**ASSIGNMENT:** Look through the material below. Return exactly the lines from the one with "in declaration order." through the one with "pub fn interactive_item(&self)", both included.
────────────────
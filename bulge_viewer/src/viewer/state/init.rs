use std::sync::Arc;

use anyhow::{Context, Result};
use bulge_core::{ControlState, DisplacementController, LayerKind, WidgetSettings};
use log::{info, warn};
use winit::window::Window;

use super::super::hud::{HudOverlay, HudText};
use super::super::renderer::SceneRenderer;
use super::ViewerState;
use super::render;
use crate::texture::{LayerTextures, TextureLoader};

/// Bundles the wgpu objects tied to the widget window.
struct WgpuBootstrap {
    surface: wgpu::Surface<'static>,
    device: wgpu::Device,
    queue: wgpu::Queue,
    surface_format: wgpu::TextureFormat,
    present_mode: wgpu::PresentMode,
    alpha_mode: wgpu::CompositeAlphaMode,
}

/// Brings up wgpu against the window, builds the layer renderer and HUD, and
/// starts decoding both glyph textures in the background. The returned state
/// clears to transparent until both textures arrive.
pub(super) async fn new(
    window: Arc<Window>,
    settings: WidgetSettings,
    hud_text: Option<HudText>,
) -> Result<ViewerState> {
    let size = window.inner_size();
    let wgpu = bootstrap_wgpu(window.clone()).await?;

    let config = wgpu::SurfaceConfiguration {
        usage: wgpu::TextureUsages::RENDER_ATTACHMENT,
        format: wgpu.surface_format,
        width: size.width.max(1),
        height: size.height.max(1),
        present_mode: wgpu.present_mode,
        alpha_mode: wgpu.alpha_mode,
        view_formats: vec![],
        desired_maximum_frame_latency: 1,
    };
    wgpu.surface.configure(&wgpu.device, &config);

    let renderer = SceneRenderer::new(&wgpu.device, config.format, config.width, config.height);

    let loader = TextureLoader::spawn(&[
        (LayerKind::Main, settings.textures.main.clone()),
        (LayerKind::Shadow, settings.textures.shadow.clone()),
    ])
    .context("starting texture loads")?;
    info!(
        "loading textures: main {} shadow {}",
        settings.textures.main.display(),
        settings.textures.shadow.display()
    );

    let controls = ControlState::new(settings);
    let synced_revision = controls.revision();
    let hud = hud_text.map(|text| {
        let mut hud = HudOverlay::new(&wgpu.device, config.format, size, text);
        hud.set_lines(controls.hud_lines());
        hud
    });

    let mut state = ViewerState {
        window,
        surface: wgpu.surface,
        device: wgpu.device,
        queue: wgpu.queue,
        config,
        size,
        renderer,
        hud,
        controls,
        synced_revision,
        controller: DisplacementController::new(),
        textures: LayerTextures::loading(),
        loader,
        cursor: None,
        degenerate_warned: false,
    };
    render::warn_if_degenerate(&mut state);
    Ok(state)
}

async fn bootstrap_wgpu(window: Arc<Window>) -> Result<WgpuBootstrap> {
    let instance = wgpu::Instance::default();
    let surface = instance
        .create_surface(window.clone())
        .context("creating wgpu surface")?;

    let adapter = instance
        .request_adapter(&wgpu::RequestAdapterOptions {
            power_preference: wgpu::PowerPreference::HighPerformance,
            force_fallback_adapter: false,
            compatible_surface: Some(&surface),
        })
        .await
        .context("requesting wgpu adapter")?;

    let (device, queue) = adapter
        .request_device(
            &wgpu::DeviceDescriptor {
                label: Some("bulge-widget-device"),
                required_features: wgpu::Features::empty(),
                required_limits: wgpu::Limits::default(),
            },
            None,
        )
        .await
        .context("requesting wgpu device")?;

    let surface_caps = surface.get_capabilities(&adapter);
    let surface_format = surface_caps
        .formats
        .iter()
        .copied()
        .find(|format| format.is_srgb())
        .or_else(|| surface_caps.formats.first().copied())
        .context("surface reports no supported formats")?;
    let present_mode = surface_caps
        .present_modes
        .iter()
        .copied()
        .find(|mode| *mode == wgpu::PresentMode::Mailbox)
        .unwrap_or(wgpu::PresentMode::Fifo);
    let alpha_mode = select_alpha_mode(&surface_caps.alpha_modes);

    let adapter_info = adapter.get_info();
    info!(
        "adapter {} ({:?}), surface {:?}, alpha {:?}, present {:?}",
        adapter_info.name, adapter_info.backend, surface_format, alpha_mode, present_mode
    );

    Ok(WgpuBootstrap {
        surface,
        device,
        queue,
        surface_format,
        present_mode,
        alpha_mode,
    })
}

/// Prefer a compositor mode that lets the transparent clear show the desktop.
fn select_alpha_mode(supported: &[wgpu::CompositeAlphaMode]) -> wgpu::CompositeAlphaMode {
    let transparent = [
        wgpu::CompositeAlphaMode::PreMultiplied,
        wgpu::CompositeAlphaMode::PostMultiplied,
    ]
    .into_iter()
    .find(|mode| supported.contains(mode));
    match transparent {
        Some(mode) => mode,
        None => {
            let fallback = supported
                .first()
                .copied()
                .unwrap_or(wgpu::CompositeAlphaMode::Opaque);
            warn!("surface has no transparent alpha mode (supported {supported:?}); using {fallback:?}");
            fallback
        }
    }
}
────────────────
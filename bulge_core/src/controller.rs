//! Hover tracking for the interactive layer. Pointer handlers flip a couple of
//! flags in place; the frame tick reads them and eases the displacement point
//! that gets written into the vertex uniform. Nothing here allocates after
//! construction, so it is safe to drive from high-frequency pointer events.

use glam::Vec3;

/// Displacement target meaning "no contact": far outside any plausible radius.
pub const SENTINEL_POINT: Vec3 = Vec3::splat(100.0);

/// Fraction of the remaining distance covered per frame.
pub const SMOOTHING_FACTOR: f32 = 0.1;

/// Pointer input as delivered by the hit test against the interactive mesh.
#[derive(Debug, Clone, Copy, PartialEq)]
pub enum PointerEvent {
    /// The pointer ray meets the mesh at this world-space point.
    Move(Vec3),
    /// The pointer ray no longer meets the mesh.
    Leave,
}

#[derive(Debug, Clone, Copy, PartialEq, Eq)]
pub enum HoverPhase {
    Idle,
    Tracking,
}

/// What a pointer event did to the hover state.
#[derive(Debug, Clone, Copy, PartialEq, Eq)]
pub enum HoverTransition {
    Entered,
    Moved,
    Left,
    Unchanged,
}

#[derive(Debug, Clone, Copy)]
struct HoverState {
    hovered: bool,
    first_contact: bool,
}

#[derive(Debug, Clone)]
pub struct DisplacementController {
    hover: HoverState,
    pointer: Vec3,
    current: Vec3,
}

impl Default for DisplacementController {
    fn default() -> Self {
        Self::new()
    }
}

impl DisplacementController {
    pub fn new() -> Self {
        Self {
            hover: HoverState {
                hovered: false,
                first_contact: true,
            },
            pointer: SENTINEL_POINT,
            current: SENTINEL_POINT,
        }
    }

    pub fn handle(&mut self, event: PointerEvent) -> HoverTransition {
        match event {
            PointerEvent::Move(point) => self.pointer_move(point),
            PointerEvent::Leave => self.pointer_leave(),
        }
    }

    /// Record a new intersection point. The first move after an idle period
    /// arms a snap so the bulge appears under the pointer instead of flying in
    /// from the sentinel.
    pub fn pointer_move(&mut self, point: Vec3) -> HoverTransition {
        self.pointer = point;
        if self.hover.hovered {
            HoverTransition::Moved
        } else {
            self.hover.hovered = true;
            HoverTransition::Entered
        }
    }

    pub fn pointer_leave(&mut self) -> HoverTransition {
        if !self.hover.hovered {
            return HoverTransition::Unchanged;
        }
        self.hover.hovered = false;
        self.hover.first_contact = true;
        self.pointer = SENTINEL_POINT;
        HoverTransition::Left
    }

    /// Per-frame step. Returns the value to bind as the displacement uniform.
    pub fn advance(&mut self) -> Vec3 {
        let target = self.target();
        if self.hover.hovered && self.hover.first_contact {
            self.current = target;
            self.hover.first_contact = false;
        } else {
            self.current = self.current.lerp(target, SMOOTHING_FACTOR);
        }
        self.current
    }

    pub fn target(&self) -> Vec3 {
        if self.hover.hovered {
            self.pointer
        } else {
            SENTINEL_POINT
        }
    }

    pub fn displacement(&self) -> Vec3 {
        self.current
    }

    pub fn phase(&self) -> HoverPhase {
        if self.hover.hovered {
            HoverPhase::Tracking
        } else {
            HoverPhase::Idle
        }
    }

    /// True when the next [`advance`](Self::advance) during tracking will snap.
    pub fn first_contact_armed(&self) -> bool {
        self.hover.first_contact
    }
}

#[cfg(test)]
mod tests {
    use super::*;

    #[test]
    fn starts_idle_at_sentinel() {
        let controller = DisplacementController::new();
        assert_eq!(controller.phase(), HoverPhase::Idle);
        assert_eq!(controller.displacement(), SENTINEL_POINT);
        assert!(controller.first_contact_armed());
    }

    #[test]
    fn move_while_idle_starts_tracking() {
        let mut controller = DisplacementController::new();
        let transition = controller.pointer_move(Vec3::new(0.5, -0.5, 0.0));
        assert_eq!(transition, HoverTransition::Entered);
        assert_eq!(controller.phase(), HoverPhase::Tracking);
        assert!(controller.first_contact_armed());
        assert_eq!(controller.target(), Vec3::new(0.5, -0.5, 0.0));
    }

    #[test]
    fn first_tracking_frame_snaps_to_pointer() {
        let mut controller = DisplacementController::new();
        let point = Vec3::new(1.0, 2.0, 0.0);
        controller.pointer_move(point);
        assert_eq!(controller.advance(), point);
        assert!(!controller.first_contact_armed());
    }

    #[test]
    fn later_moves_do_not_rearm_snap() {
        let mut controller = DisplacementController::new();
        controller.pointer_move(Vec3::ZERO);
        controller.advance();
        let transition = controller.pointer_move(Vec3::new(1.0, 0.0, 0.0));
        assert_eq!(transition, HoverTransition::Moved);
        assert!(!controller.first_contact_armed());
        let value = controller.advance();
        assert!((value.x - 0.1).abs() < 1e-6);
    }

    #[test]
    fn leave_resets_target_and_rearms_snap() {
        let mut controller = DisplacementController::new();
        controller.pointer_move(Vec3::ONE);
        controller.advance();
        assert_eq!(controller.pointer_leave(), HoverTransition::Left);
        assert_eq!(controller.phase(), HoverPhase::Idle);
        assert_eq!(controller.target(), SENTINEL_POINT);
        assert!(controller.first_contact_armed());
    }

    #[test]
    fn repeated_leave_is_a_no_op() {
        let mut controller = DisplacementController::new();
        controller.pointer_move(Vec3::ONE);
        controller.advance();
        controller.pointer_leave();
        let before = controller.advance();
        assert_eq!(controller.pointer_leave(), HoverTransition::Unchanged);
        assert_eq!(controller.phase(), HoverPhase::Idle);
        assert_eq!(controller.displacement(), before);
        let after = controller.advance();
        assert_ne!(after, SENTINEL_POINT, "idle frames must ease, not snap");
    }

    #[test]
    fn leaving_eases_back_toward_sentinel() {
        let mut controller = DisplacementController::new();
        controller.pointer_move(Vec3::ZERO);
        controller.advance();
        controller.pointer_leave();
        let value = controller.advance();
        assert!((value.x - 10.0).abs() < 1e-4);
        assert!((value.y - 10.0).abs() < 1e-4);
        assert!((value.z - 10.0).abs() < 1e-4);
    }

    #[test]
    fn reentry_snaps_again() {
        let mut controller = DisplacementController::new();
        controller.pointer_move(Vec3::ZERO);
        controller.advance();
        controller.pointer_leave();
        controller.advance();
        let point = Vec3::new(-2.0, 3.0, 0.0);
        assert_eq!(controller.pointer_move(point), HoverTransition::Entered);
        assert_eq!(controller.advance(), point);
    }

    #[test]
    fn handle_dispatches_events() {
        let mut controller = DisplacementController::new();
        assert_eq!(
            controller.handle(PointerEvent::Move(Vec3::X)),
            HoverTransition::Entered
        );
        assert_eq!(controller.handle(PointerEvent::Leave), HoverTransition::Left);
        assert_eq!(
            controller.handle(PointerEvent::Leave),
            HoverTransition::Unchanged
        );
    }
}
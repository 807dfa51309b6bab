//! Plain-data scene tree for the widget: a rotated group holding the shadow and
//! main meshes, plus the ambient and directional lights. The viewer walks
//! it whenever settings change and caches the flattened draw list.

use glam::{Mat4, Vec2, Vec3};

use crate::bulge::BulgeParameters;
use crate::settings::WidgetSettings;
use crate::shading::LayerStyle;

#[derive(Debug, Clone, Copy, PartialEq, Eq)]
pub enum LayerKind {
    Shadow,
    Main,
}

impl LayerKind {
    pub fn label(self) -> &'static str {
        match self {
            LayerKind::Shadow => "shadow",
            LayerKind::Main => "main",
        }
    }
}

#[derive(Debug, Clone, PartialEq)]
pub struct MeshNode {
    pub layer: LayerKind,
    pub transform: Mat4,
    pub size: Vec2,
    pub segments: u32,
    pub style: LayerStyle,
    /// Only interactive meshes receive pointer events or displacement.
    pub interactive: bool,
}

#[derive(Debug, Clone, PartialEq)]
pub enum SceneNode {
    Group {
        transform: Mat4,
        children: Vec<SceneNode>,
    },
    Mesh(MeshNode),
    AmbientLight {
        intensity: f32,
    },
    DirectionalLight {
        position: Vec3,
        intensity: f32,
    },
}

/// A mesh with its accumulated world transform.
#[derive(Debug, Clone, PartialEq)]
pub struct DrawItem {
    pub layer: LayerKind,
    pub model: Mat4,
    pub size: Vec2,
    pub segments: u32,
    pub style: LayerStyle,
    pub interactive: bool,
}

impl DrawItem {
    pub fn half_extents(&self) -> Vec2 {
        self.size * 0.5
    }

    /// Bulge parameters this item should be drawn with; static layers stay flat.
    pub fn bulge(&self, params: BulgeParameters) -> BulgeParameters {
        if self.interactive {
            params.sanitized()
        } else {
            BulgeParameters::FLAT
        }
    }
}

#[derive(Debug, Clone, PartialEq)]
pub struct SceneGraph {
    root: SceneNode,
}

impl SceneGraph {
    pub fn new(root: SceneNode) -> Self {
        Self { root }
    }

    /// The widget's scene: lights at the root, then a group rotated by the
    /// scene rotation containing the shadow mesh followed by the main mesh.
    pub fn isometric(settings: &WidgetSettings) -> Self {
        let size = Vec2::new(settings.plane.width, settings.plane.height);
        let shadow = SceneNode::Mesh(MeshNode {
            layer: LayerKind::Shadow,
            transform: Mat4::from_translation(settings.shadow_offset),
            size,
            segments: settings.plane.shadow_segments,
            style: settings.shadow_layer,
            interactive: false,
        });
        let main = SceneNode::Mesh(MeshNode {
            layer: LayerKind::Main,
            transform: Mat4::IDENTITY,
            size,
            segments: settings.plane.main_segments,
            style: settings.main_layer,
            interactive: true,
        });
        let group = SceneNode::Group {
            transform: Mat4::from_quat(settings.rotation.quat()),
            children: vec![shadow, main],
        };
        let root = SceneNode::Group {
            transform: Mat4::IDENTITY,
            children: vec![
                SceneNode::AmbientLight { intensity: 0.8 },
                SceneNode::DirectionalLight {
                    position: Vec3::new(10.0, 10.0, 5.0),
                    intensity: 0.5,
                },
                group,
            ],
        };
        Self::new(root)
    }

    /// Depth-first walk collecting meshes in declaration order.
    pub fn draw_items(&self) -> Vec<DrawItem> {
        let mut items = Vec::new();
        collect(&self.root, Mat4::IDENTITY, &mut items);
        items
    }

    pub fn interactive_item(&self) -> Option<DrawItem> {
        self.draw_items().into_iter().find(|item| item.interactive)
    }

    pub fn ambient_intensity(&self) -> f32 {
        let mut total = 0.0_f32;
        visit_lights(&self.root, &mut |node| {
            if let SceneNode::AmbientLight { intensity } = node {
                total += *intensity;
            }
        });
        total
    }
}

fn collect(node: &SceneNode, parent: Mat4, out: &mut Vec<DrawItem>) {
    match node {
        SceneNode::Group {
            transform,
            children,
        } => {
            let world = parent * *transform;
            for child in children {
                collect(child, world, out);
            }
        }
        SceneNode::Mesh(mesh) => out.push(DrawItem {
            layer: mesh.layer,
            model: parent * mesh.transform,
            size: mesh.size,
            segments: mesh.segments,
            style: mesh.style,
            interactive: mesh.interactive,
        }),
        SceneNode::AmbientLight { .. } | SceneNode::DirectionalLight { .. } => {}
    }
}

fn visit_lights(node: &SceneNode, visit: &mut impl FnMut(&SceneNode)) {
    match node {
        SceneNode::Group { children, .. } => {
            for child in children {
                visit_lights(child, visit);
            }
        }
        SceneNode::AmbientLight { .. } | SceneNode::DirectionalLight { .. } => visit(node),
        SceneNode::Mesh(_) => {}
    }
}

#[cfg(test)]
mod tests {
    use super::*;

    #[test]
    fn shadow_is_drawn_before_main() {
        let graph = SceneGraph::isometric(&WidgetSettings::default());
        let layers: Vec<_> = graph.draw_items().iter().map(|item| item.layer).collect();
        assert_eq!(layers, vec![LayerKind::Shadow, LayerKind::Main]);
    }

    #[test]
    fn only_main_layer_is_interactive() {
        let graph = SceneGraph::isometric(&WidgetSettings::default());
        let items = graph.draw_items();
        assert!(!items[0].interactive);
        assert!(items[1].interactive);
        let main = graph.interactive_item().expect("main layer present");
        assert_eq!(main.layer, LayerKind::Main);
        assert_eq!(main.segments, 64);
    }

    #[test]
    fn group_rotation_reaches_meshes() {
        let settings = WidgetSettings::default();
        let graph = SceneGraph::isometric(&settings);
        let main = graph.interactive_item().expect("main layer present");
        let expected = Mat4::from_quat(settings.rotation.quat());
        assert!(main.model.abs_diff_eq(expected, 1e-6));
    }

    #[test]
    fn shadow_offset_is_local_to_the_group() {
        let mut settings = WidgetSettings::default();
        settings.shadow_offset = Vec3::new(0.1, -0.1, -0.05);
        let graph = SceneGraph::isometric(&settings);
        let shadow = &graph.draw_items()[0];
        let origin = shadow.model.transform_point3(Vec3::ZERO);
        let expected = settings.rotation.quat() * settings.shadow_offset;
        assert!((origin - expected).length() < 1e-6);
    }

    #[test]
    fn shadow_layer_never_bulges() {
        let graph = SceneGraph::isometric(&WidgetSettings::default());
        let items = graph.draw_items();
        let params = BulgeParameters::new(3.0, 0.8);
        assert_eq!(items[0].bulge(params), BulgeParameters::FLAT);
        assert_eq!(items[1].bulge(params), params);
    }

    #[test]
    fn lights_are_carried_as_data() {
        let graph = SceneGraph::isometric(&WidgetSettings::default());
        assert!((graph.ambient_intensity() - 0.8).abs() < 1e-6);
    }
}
────────────────
**RESPONSE BELOW:**
    /// Depth-first walk collecting meshes in declaration order.
    pub fn draw_items(&self) -> Vec<DrawItem> {
        let mut items = Vec::new();
        collect(&self.root, Mat4::IDENTITY, &mut items);
        items
    }

    pub fn interactive_item(&self) -> Option<DrawItem> {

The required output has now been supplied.